=== What is needed ===
Below are some records. Copy every line in them that holds "Option".

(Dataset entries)

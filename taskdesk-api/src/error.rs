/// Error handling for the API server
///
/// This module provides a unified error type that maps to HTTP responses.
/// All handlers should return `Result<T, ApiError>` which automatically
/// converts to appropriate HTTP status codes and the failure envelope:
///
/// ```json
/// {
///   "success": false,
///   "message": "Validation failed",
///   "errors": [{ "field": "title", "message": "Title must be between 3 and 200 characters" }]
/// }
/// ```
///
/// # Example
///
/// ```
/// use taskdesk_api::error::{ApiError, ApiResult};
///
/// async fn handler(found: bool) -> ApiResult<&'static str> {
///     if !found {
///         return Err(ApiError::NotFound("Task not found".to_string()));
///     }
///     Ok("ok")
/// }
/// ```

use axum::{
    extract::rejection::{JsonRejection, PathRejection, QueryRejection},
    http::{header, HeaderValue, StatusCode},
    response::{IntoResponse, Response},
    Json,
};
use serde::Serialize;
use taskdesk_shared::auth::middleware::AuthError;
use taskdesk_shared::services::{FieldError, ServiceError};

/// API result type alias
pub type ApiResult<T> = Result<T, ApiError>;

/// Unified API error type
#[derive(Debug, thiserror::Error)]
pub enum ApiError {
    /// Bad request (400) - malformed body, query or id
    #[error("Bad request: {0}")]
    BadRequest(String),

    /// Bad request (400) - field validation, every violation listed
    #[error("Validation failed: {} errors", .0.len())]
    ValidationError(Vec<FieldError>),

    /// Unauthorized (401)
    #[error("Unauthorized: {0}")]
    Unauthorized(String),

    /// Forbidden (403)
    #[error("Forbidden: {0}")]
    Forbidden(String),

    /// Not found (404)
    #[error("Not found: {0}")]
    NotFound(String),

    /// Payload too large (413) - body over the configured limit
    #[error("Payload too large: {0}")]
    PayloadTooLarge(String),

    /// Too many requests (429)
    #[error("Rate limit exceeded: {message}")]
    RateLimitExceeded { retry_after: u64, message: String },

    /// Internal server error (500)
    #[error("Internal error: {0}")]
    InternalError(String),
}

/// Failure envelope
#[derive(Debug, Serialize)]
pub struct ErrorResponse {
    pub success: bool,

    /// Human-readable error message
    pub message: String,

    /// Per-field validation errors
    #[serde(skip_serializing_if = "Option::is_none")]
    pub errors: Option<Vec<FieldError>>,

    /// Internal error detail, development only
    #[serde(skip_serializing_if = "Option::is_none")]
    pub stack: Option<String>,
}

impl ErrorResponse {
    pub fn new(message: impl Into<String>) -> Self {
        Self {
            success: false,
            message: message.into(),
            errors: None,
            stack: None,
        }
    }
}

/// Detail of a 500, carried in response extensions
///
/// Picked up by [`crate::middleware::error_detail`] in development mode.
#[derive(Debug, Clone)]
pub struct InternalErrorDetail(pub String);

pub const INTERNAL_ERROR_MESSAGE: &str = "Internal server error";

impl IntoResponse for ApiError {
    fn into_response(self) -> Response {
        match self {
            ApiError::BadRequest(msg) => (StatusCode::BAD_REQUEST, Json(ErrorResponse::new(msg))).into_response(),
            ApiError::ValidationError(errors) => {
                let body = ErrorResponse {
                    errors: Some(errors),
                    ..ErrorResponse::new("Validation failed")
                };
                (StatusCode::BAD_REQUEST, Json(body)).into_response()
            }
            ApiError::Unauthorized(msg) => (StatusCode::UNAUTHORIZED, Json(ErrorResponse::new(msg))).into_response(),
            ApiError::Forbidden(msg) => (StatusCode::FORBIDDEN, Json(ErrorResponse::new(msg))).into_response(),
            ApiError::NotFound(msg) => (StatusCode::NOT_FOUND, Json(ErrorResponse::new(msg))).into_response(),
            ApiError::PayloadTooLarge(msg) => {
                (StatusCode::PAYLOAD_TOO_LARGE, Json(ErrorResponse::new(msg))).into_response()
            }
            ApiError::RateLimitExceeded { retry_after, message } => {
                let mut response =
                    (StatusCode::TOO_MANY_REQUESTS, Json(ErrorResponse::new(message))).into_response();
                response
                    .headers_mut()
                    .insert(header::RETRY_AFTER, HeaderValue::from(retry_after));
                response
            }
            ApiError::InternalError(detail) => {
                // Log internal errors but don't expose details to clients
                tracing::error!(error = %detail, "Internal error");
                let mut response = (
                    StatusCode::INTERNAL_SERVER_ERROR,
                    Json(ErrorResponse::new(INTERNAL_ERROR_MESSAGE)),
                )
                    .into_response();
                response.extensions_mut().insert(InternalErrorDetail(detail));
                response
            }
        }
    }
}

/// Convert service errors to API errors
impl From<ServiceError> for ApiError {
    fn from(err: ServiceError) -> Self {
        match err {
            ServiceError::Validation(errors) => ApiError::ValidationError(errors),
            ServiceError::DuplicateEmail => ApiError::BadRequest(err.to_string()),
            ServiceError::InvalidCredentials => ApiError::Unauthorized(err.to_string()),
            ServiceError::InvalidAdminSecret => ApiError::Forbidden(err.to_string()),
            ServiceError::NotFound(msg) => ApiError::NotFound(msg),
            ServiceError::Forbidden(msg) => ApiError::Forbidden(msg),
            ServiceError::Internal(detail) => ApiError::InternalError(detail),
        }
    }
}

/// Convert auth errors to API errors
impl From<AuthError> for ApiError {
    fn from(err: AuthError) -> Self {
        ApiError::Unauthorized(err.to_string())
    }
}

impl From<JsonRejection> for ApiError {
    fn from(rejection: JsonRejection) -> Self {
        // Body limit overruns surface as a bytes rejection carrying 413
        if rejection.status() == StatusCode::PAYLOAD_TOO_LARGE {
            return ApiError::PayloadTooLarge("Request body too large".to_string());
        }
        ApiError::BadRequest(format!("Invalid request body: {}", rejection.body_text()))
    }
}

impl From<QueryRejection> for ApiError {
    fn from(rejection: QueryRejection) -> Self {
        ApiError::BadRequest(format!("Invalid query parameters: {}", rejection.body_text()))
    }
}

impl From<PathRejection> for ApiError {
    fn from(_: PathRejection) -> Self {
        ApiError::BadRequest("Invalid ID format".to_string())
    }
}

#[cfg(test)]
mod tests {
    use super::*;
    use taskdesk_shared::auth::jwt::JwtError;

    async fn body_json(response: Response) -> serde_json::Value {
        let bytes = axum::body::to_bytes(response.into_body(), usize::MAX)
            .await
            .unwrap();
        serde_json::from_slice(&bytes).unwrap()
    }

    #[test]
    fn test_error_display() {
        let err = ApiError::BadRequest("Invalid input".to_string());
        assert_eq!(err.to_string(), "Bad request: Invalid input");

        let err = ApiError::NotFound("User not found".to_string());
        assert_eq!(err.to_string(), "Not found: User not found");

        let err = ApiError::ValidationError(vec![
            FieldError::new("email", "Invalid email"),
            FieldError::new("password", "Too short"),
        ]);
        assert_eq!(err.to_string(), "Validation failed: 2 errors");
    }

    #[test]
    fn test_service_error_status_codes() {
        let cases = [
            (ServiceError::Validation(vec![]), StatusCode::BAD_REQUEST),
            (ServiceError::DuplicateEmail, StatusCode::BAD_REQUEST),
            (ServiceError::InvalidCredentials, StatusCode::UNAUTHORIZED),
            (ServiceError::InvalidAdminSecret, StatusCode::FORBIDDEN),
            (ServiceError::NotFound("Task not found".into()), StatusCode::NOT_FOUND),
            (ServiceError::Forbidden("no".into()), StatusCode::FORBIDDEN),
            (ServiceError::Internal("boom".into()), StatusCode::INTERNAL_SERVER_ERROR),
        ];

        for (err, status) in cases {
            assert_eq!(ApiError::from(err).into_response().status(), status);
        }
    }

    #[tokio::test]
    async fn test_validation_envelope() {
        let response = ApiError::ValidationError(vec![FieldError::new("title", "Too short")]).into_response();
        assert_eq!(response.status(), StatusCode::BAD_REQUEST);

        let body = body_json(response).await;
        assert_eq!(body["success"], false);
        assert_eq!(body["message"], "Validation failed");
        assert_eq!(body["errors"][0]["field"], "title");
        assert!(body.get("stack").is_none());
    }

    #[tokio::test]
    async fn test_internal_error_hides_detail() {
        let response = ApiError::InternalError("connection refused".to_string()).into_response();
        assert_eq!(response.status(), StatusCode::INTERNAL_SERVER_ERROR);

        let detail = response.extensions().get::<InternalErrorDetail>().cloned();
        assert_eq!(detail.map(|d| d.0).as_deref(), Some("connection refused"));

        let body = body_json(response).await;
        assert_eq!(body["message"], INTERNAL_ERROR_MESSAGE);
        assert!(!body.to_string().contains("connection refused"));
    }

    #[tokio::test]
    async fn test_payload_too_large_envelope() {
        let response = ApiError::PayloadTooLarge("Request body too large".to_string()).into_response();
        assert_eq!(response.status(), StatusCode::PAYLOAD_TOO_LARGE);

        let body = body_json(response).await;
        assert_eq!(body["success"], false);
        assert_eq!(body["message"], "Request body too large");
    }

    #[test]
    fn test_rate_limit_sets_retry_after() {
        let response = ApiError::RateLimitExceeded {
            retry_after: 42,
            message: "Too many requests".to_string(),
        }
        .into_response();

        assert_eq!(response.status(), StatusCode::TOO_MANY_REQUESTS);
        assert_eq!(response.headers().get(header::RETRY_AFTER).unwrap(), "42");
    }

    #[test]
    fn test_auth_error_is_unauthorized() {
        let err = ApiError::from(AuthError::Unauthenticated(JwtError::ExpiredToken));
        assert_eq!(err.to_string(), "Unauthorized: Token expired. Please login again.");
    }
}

=== Task solution ===
    #[serde(skip_serializing_if = "Option::is_none")]
    pub errors: Option<Vec<FieldError>>,
    #[serde(skip_serializing_if = "Option::is_none")]
    pub stack: Option<String>,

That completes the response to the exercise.